═════ Information given ═════

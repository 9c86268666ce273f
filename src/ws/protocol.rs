//! JSON text protocol spoken on the hub socket.
//!
//! Client → server: `{"invocation": "GetConnectedUsers"}`,
//! `{"invocation": "JoinAdminGroup"}`.
//! Server → client: [`PresenceEvent`]s and `{"event": "Error", ...}`.

use axum::extract::ws::Message;
use serde::{Deserialize, Serialize};
use tokio::sync::mpsc::error::TrySendError;

use crate::presence::{PresenceEvent, PresenceTracker};
use crate::ws::{ControlSender, HubSession};

/// Operations a connected client may invoke.
#[derive(Debug, Clone, PartialEq, Eq, Serialize, Deserialize)]
#[serde(tag = "invocation")]
pub enum Invocation {
    GetConnectedUsers,
    JoinAdminGroup,
}

#[derive(Debug, Serialize)]
struct ErrorPayload<'a> {
    code: u16,
    message: &'a str,
}

#[derive(Debug, Serialize)]
#[serde(tag = "event", content = "data")]
enum ErrorEvent<'a> {
    Error(ErrorPayload<'a>),
}

/// Decode and dispatch one text frame.
pub fn handle_text_message(
    text: &str,
    tx: &ControlSender,
    tracker: &PresenceTracker,
    session: &HubSession,
) {
    let invocation = match serde_json::from_str::<Invocation>(text) {
        Ok(invocation) => invocation,
        Err(e) => {
            tracing::warn!(
                connection_id = %session.connection_id,
                error = %e,
                "Failed to decode hub invocation"
            );
            send_error(tx, 400, "Invalid invocation");
            return;
        }
    };

    dispatch(invocation, tx, tracker, session);
}

/// Admin-only invocations from other roles are dropped without a reply.
pub fn dispatch(
    invocation: Invocation,
    tx: &ControlSender,
    tracker: &PresenceTracker,
    session: &HubSession,
) {
    match invocation {
        Invocation::GetConnectedUsers => {
            if let Some(users) = tracker.list_connected(session.role) {
                send_event(tx, &PresenceEvent::ConnectedUsersList(users));
            }
        }
        Invocation::JoinAdminGroup => {
            tracker.join_privileged_group(session.connection_id, session.role);
        }
    }
}

/// Serialize a presence event into a text frame.
pub fn encode_event(event: &PresenceEvent) -> Option<Message> {
    match serde_json::to_string(event) {
        Ok(json) => Some(Message::Text(json.into())),
        Err(e) => {
            tracing::error!(event = event.name(), error = %e, "Failed to encode presence event");
            None
        }
    }
}

/// Queue a frame for the writer. A full queue means the client is not
/// reading; the frame is dropped.
pub fn queue(tx: &ControlSender, msg: Message) {
    if let Err(TrySendError::Full(_)) = tx.try_send(msg) {
        tracing::debug!("Control queue full, reply dropped");
    }
}

fn send_event(tx: &ControlSender, event: &PresenceEvent) {
    if let Some(msg) = encode_event(event) {
        queue(tx, msg);
    }
}

/// Send an error event to this connection only.
pub fn send_error(tx: &ControlSender, code: u16, message: &str) {
    let event = ErrorEvent::Error(ErrorPayload { code, message });
    if let Ok(json) = serde_json::to_string(&event) {
        queue(tx, Message::Text(json.into()));
    }
}

#[cfg(test)]
mod tests {
    use super::*;
    use crate::presence::{ConnectionId, Identity, Role};
    use tokio::sync::mpsc;

    fn session(tracker: &PresenceTracker, username: &str, role: Role) -> HubSession {
        let connection_id = ConnectionId::new();
        let (outbox, _rx) = mpsc::channel(8);
        tracker.attach(connection_id, outbox);
        let identity = Identity::new(username, role);
        tracker.register(connection_id, identity.clone());
        HubSession {
            connection_id,
            identity: Some(identity),
            role,
        }
    }

    fn next_json(rx: &mut mpsc::Receiver<Message>) -> serde_json::Value {
        match rx.try_recv().expect("expected a reply") {
            Message::Text(text) => serde_json::from_str(text.as_str()).unwrap(),
            other => panic!("unexpected frame: {:?}", other),
        }
    }

    #[test]
    fn test_admin_gets_roster() {
        let tracker = PresenceTracker::new();
        let admin = session(&tracker, "bob", Role::Admin);
        session(&tracker, "alice", Role::Customer);

        let (tx, mut rx) = mpsc::channel(8);
        handle_text_message(r#"{"invocation":"GetConnectedUsers"}"#, &tx, &tracker, &admin);

        let reply = next_json(&mut rx);
        assert_eq!(reply["event"], "ConnectedUsersList");
        assert_eq!(reply["data"].as_array().unwrap().len(), 2);
    }

    #[test]
    fn test_customer_roster_query_is_silent() {
        let tracker = PresenceTracker::new();
        let customer = session(&tracker, "alice", Role::Customer);

        let (tx, mut rx) = mpsc::channel(8);
        handle_text_message(r#"{"invocation":"GetConnectedUsers"}"#, &tx, &tracker, &customer);
        handle_text_message(r#"{"invocation":"JoinAdminGroup"}"#, &tx, &tracker, &customer);

        assert!(rx.try_recv().is_err());
        assert!(!tracker.is_privileged(customer.connection_id));
    }

    #[test]
    fn test_join_admin_group() {
        let tracker = PresenceTracker::new();
        let connection_id = ConnectionId::new();
        let (outbox, _rx) = mpsc::channel(8);
        tracker.attach(connection_id, outbox);
        let anonymous_admin = HubSession {
            connection_id,
            identity: None,
            role: Role::Admin,
        };

        let (tx, _control_rx) = mpsc::channel(8);
        handle_text_message(r#"{"invocation":"JoinAdminGroup"}"#, &tx, &tracker, &anonymous_admin);
        assert!(tracker.is_privileged(connection_id));
    }

    #[test]
    fn test_garbage_gets_error_event() {
        let tracker = PresenceTracker::new();
        let customer = session(&tracker, "alice", Role::Customer);

        let (tx, mut rx) = mpsc::channel(8);
        handle_text_message("not json", &tx, &tracker, &customer);
        handle_text_message(r#"{"invocation":"DropTables"}"#, &tx, &tracker, &customer);

        for _ in 0..2 {
            let reply = next_json(&mut rx);
            assert_eq!(reply["event"], "Error");
            assert_eq!(reply["data"]["code"], 400);
        }
    }

    #[test]
    fn test_unread_roster_replies_are_bounded() {
        let tracker = PresenceTracker::new();
        let admin = session(&tracker, "bob", Role::Admin);

        let (tx, mut rx) = mpsc::channel(2);
        for _ in 0..10 {
            handle_text_message(r#"{"invocation":"GetConnectedUsers"}"#, &tx, &tracker, &admin);
        }

        assert_eq!(next_json(&mut rx)["event"], "ConnectedUsersList");
        assert_eq!(next_json(&mut rx)["event"], "ConnectedUsersList");
        assert!(rx.try_recv().is_err());
    }
}
use std::path::Path;

use chrono::{Duration, Utc};
use jsonwebtoken::{decode, encode, Algorithm, DecodingKey, EncodingKey, Header, Validation};
use rand::Rng;

use crate::auth::middleware::Claims;
use crate::config::JwtConfig;
use crate::db::models::User;

/// Everything needed to issue and validate access tokens.
#[derive(Clone)]
pub struct TokenSettings {
    pub secret: Vec<u8>,
    pub issuer: String,
    pub audience: String,
    pub ttl: Duration,
}

impl TokenSettings {
    pub fn new(secret: Vec<u8>, config: &JwtConfig) -> Self {
        Self {
            secret,
            issuer: config.issuer.clone(),
            audience: config.audience.clone(),
            ttl: Duration::minutes(config.ttl_minutes),
        }
    }
}

/// Load or generate the JWT signing key (256-bit random secret).
/// Key is stored as raw bytes in data_dir/jwt_secret.
pub fn load_or_generate_jwt_secret(data_dir: &str) -> Result<Vec<u8>, Box<dyn std::error::Error>> {
    std::fs::create_dir_all(data_dir)?;
    let key_path = Path::new(data_dir).join("jwt_secret");

    if key_path.exists() {
        let key = std::fs::read(&key_path)?;
        if key.len() == 32 {
            tracing::info!("JWT signing key loaded from {}", key_path.display());
            return Ok(key);
        }
        tracing::warn!("JWT key file has wrong size ({}), regenerating", key.len());
    }

    let key: [u8; 32] = rand::rng().random();
    std::fs::write(&key_path, key)?;
    tracing::info!("JWT signing key generated at {}", key_path.display());
    Ok(key.to_vec())
}

/// Issue an access token for a user.
/// Claims: sub=user id, username, role, email, iss, aud, iat, exp
pub fn issue_access_token(
    settings: &TokenSettings,
    user: &User,
) -> Result<String, jsonwebtoken::errors::Error> {
    let now = Utc::now();
    let claims = Claims {
        sub: user.id.to_string(),
        username: Some(user.username.clone()),
        role: Some(user.role.clone()),
        email: user.email.clone().unwrap_or_default(),
        iss: settings.issuer.clone(),
        aud: settings.audience.clone(),
        iat: now.timestamp(),
        exp: (now + settings.ttl).timestamp(),
    };

    encode(
        &Header::new(Algorithm::HS256),
        &claims,
        &EncodingKey::from_secret(&settings.secret),
    )
}

/// Validate an access token and return its claims.
/// Signature, issuer, audience and expiry are all checked; no clock leeway.
pub fn validate_access_token(
    settings: &TokenSettings,
    token: &str,
) -> Result<Claims, jsonwebtoken::errors::Error> {
    let mut validation = Validation::new(Algorithm::HS256);
    validation.set_issuer(&[&settings.issuer]);
    validation.set_audience(&[&settings.audience]);
    validation.leeway = 0;

    let token_data = decode::<Claims>(token, &DecodingKey::from_secret(&settings.secret), &validation)?;
    Ok(token_data.claims)
}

═════

Work to complete => Keeping every character as it is, restate the lines above that run from the line with "queue full, reply" through the line with "use tokio::sync::mpsc;", both included, and nothing else.

Finished exercise =>
        tracing::debug!("Control queue full, reply dropped");
    }
}

fn send_event(tx: &ControlSender, event: &PresenceEvent) {
    if let Some(msg) = encode_event(event) {
        queue(tx, msg);
    }
}

/// Send an error event to this connection only.
pub fn send_error(tx: &ControlSender, code: u16, message: &str) {
    let event = ErrorEvent::Error(ErrorPayload { code, message });
    if let Ok(json) = serde_json::to_string(&event) {
        queue(tx, Message::Text(json.into()));
    }
}

#[cfg(test)]
mod tests {
    use super::*;
    use crate::presence::{ConnectionId, Identity, Role};
    use tokio::sync::mpsc;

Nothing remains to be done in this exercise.